** Data records follows **

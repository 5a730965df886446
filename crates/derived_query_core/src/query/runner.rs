//! Executable derived queries.
//!
//! # Responsibility
//! - Pair a `CompiledQuery` with the declared result shape of its method.
//! - Bind call arguments and shape executor output into a `QueryOutcome`.
//!
//! # Invariants
//! - A `DerivedQuery` is immutable and may be shared across threads.
//! - Each call binds fresh argument values; nothing is cached per call.

use crate::model::predicate::Verb;
use crate::query::compiler::CompiledQuery;
use crate::sql::executor::{ExecError, ExecResult, RowMapper, StatementExecutor};
use rusqlite::types::Value;
use rusqlite::Row;
use serde::{Deserialize, Serialize};

/// Declared return shape of a repository method.
#[derive(Debug, Clone, Copy, PartialEq, Eq, Serialize, Deserialize)]
#[serde(rename_all = "snake_case")]
pub enum ResultShape {
    /// Zero or one entity (`Option<T>`).
    Single,
    /// Any number of entities (`Vec<T>`).
    Collection,
}

/// Repository method declaration handed to registration.
#[derive(Debug, Clone, PartialEq, Eq, Serialize, Deserialize)]
pub struct QueryMethod {
    pub name: String,
    /// Aggregate root the repository addresses.
    pub domain_type: String,
    pub result_shape: ResultShape,
}

impl QueryMethod {
    pub fn new(
        name: impl Into<String>,
        domain_type: impl Into<String>,
        result_shape: ResultShape,
    ) -> Self {
        Self {
            name: name.into(),
            domain_type: domain_type.into(),
            result_shape,
        }
    }

    pub fn collection(name: impl Into<String>, domain_type: impl Into<String>) -> Self {
        Self::new(name, domain_type, ResultShape::Collection)
    }

    pub fn single(name: impl Into<String>, domain_type: impl Into<String>) -> Self {
        Self::new(name, domain_type, ResultShape::Single)
    }
}

/// Result of one derived-query invocation.
#[derive(Debug, Clone, PartialEq)]
pub enum QueryOutcome<T> {
    Count(i64),
    Exists(bool),
    /// `None` when no row matched.
    Single(Option<T>),
    Collection(Vec<T>),
}

impl<T> QueryOutcome<T> {
    /// Flattens entity outcomes into a list; count/exists yield an empty list.
    pub fn into_vec(self) -> Vec<T> {
        match self {
            Self::Single(value) => value.into_iter().collect(),
            Self::Collection(values) => values,
            Self::Count(_) | Self::Exists(_) => Vec::new(),
        }
    }
}

/// Compiled query bound to its method's result shape.
#[derive(Debug, Clone, PartialEq, Eq)]
pub struct DerivedQuery {
    compiled: CompiledQuery,
    result_shape: ResultShape,
}

impl DerivedQuery {
    pub fn new(compiled: CompiledQuery, result_shape: ResultShape) -> Self {
        Self {
            compiled,
            result_shape,
        }
    }

    pub fn compiled(&self) -> &CompiledQuery {
        &self.compiled
    }

    pub fn sql(&self) -> &str {
        self.compiled.sql()
    }

    pub fn result_shape(&self) -> ResultShape {
        self.result_shape
    }

    /// Runs the query with positional `args`.
    ///
    /// # Errors
    /// - `ArgumentCountMismatch` when `args` does not match the method arity.
    /// - `NonUniqueResult` when a single-result method matches several rows.
    /// - `Db` for executor failures.
    pub fn execute<T, E, M>(
        &self,
        executor: &E,
        args: &[Value],
        mapper: &M,
    ) -> ExecResult<QueryOutcome<T>>
    where
        E: StatementExecutor,
        M: RowMapper<T>,
    {
        let params = self.compiled.bind(args)?;
        let sql = self.compiled.sql();

        match self.compiled.verb() {
            Verb::Count => Ok(QueryOutcome::Count(executor.query_count(sql, &params)?)),
            Verb::Exists => {
                let presence = |_: &Row<'_>| -> rusqlite::Result<()> { Ok(()) };
                let rows = executor.query_rows(sql, &params, &presence)?;
                Ok(QueryOutcome::Exists(!rows.is_empty()))
            }
            _ => {
                let mut rows = executor.query_rows(sql, &params, mapper)?;
                match self.result_shape {
                    ResultShape::Collection => Ok(QueryOutcome::Collection(rows)),
                    ResultShape::Single if rows.len() > 1 => Err(ExecError::NonUniqueResult {
                        method: self.compiled.method().to_string(),
                        count: rows.len(),
                    }),
                    ResultShape::Single => Ok(QueryOutcome::Single(rows.pop())),
                }
            }
        }
    }
}

#[cfg(test)]
mod tests {
    use super::{QueryMethod, QueryOutcome, ResultShape};

    #[test]
    fn into_vec_flattens_entity_outcomes() {
        assert_eq!(QueryOutcome::Single(Some(7)).into_vec(), vec![7]);
        assert!(QueryOutcome::<i32>::Single(None).into_vec().is_empty());
        assert_eq!(QueryOutcome::Collection(vec![1, 2]).into_vec(), vec![1, 2]);
        assert!(QueryOutcome::<i32>::Count(4).into_vec().is_empty());
    }

    #[test]
    fn query_method_deserializes_snake_case_shape() {
        let method: QueryMethod = serde_json::from_str(
            r#"{ "name": "findByFirstName", "domain_type": "Person", "result_shape": "single" }"#,
        )
        .expect("valid method json");
        assert_eq!(method, QueryMethod::single("findByFirstName", "Person"));
        assert_eq!(method.result_shape, ResultShape::Single);
    }
}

** End of Data records **

Exercise goal: Once you reach the line with "use rusqlite::Row;" in the data above, copy it and every line after it exactly, up to and including the line with "pub enum ResultShape".

Task output:
use rusqlite::Row;
use serde::{Deserialize, Serialize};

/// Declared return shape of a repository method.
#[derive(Debug, Clone, Copy, PartialEq, Eq, Serialize, Deserialize)]
#[serde(rename_all = "snake_case")]
pub enum ResultShape {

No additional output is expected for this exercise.